··· DATA PROVIDED ···

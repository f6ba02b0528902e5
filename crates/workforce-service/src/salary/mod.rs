//! Salary records.

pub mod service;

pub use service::{NewSalary, SalaryService};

···

**THE PROBLEM:** The response must be an exact reproduction of all the entries.

**OUTPUT OF THE EXERCISE:**
repository f6ba02b0528902e5
filename crates/workforce-service/src/salary/mod.rs
//! Salary records.

pub mod service;

pub use service::{NewSalary, SalaryService};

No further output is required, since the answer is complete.